Green’s Dictionary of Slang

come down v.3

[one has been high adj.1 (3)]
(drugs)

1. to experience the ending of a drug’s effects (such an experience is often emotionally distressing, although the intoxication may have been pleasurable).

[US]LaGuardia Committee Report on Marihuana 🌐 This fear of being ‘too high’ must be associated with some form of anxiety which causes the smoker, should he accidentally reach that point, immediately to institute measures so that he can ‘come down’.
[US]L. Lipton Holy Barbarians 21: But between fixes, coming down, he was one of the best sex partners I ever had.
[UK]I. Hebditch ‘Weekend’ unpub. thesis in Hewitt (2000) 136: The Shoreline is a sort of winding down place, I dance with Wendy for a while until I start ‘coming down’.
[US]R. Sabbag Snowblind (1978) 41: The speed was losing its edge. He was coming down fast.
[US]D.E. Miller Bk of Jargon 340: coming down: The last phase of a drug experience when its effects begin to wear off.
[UK]N. Barlay Curvy Lovebox 78: I’m comin’ down off all the gear an’ I don’t give a fuck.
[US]Africa News Service 29 Nov. 🌐 ‘Coming down (at the end of the high) was risky,’ says Dennis.
[Aus]L. Redhead Rubdown [ebook] Maybe she’d run out of serotonin from all the pills she was taking and got real depressed, coming down.
[UK]N. ‘Razor’ Smith Raiders 33: Wayne [...] was just coming down from his Ecstasy buzz.

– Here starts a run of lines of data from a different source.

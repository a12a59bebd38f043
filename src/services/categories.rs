use crate::domain::category::Category;
use crate::domain::types::CategoryId;
use crate::dto::categories::{CategoryDto, CategoryTreeRowDto};
use crate::forms::categories::{AddCategoryFormPayload, UpdateCategoryFormPayload};
use crate::pagination::{DEFAULT_ITEMS_PER_PAGE, Paginated};
use crate::repository::{CategoryListQuery, CategoryReader, CategoryWriter};
use crate::tree::{CategoryForest, CategorySelection};

use super::{ServiceError, ServiceResult};

fn fetch_all_categories<R>(repo: &R, include_deleted: bool) -> ServiceResult<Vec<Category>>
where
    R: CategoryReader,
{
    let mut query = CategoryListQuery::new();
    if include_deleted {
        query = query.include_deleted();
    }
    match repo.list_categories(query) {
        Ok((_total, categories)) => Ok(categories),
        Err(e) => {
            log::error!("Failed to list categories: {e}");
            Err(ServiceError::Internal)
        }
    }
}

/// Core business logic for rendering the categories page.
///
/// Fetches one page of categories and resolves each row's parent name
/// against the full list, since a parent may live on another page.
pub fn show_categories<R>(
    page: usize,
    include_deleted: bool,
    repo: &R,
) -> ServiceResult<Paginated<CategoryDto>>
where
    R: CategoryReader,
{
    let mut query = CategoryListQuery::new().paginate(page, DEFAULT_ITEMS_PER_PAGE);
    if include_deleted {
        query = query.include_deleted();
    }

    let (total, items) = match repo.list_categories(query) {
        Ok(listing) => listing,
        Err(e) => {
            log::error!("Failed to list categories: {e}");
            return Err(ServiceError::Internal);
        }
    };

    let all = fetch_all_categories(repo, true)?;
    let rows = items
        .iter()
        .map(|category| CategoryDto::from_category(category, &all))
        .collect();
    Ok(Paginated::from_total(
        rows,
        page,
        DEFAULT_ITEMS_PER_PAGE,
        total,
    ))
}

/// Checkbox rows for the product editor's category selector.
///
/// Fetches the full live list, rebuilds the forest and walks it pre-order
/// with the session's current selection.
pub fn category_tree<R>(
    selection: &CategorySelection,
    repo: &R,
) -> ServiceResult<Vec<CategoryTreeRowDto>>
where
    R: CategoryReader,
{
    let categories = fetch_all_categories(repo, false)?;
    let forest = CategoryForest::new(&categories);
    Ok(forest
        .rows(selection)
        .iter()
        .map(CategoryTreeRowDto::from)
        .collect())
}

/// Full live category list for callers that drive the forest themselves.
pub fn list_for_editor<R>(repo: &R) -> ServiceResult<Vec<Category>>
where
    R: CategoryReader,
{
    fetch_all_categories(repo, false)
}

pub fn add_category<R>(payload: AddCategoryFormPayload, repo: &R) -> ServiceResult<CategoryDto>
where
    R: CategoryReader + CategoryWriter,
{
    if let Some(parent_id) = payload.parent_id {
        ensure_category_exists(parent_id, repo)?;
    }

    match repo.create_category(&payload.into_new_category()) {
        Ok(created) => {
            let all = fetch_all_categories(repo, true)?;
            Ok(CategoryDto::from_category(&created, &all))
        }
        Err(e) => {
            log::error!("Failed to create category: {e}");
            Err(ServiceError::Internal)
        }
    }
}

pub fn update_category<R>(payload: UpdateCategoryFormPayload, repo: &R) -> ServiceResult<bool>
where
    R: CategoryReader + CategoryWriter,
{
    ensure_category_exists(payload.category_id, repo)?;

    if let Some(parent_id) = payload.parent_id {
        if parent_id == payload.category_id {
            return Err(ServiceError::Form(
                "A category cannot be its own parent.".to_string(),
            ));
        }
        ensure_category_exists(parent_id, repo)?;
    }

    match repo.update_category(
        payload.category_id,
        &payload.name,
        payload.description.as_deref(),
        payload.parent_id,
    ) {
        Ok(affected) => Ok(affected > 0),
        Err(e) => {
            log::error!("Failed to update category: {e}");
            Ok(false)
        }
    }
}

/// Soft-deletes a category; it stays listed under "include deleted" and can
/// be restored.
pub fn delete_category<R>(category_id: i32, repo: &R) -> ServiceResult<bool>
where
    R: CategoryReader + CategoryWriter,
{
    let id = valid_id(category_id)?;
    ensure_category_exists(id, repo)?;

    match repo.delete_category(id) {
        Ok(affected) => Ok(affected > 0),
        Err(e) => {
            log::error!("Failed to delete category: {e}");
            Ok(false)
        }
    }
}

pub fn restore_category<R>(category_id: i32, repo: &R) -> ServiceResult<bool>
where
    R: CategoryReader + CategoryWriter,
{
    let id = valid_id(category_id)?;
    ensure_category_exists(id, repo)?;

    match repo.restore_category(id) {
        Ok(affected) => Ok(affected > 0),
        Err(e) => {
            log::error!("Failed to restore category: {e}");
            Ok(false)
        }
    }
}

pub fn hard_delete_category<R>(category_id: i32, repo: &R) -> ServiceResult<bool>
where
    R: CategoryReader + CategoryWriter,
{
    let id = valid_id(category_id)?;
    ensure_category_exists(id, repo)?;

    match repo.hard_delete_category(id) {
        Ok(affected) => Ok(affected > 0),
        Err(e) => {
            log::error!("Failed to hard-delete category: {e}");
            Ok(false)
        }
    }
}

fn valid_id(raw: i32) -> ServiceResult<CategoryId> {
    CategoryId::new(raw).map_err(|_| ServiceError::NotFound)
}

fn ensure_category_exists<R>(id: CategoryId, repo: &R) -> ServiceResult<()>
where
    R: CategoryReader,
{
    match repo.get_category_by_id(id) {
        Ok(Some(_)) => Ok(()),
        Ok(None) => Err(ServiceError::NotFound),
        Err(e) => {
            log::error!("Failed to get category: {e}");
            Err(ServiceError::Internal)
        }
    }
}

2. (also get down ) in non-drug use, to calm down; to experience the end of an emotional ‘high’.

[US]D. Wallop Night Light 144: Why don’t you come down, man?
[US]C. Cooper Jr Syndicate (1998) 7: I came down, like a junkie.
[US]J.W. Dean III Blind Ambition 186: The power fix, the high which I had pursued all my adult life, was wearing off. I was coming down.
[US]S. King Christine 387: She’d probably end up taking [...] Nembies or ’Ludes to come down at night.
[US](con. 1967) E. Spencer Welcome to Vietnam (1989) 131: R&R is weird for me. I can’t come down.
[US]W.D. Myers Fallen Angels 184: We were all jumpy [...] we couldn’t get down. We had been shooting and screaming and scared that somebody, that something, was going to kill us. We just couldn’t get down that easily.

3. to withdraw from habitual narcotic use.

[US]R.R. Lingeman Drugs from A to Z (1970) 68: come down [...] in heroin addicts to develop withdrawal symptons.
[US]G. Cain Blueschild Baby 140: You can be sick, but not until you cop or have the money to cop do you really come down.
[Aus]L. Davies Candy 33: The coming down was hard. When is it ever not?
[UK]J.J. Connolly Viva La Madness 42: She’s tryin to come down so she can get the chavvie to school.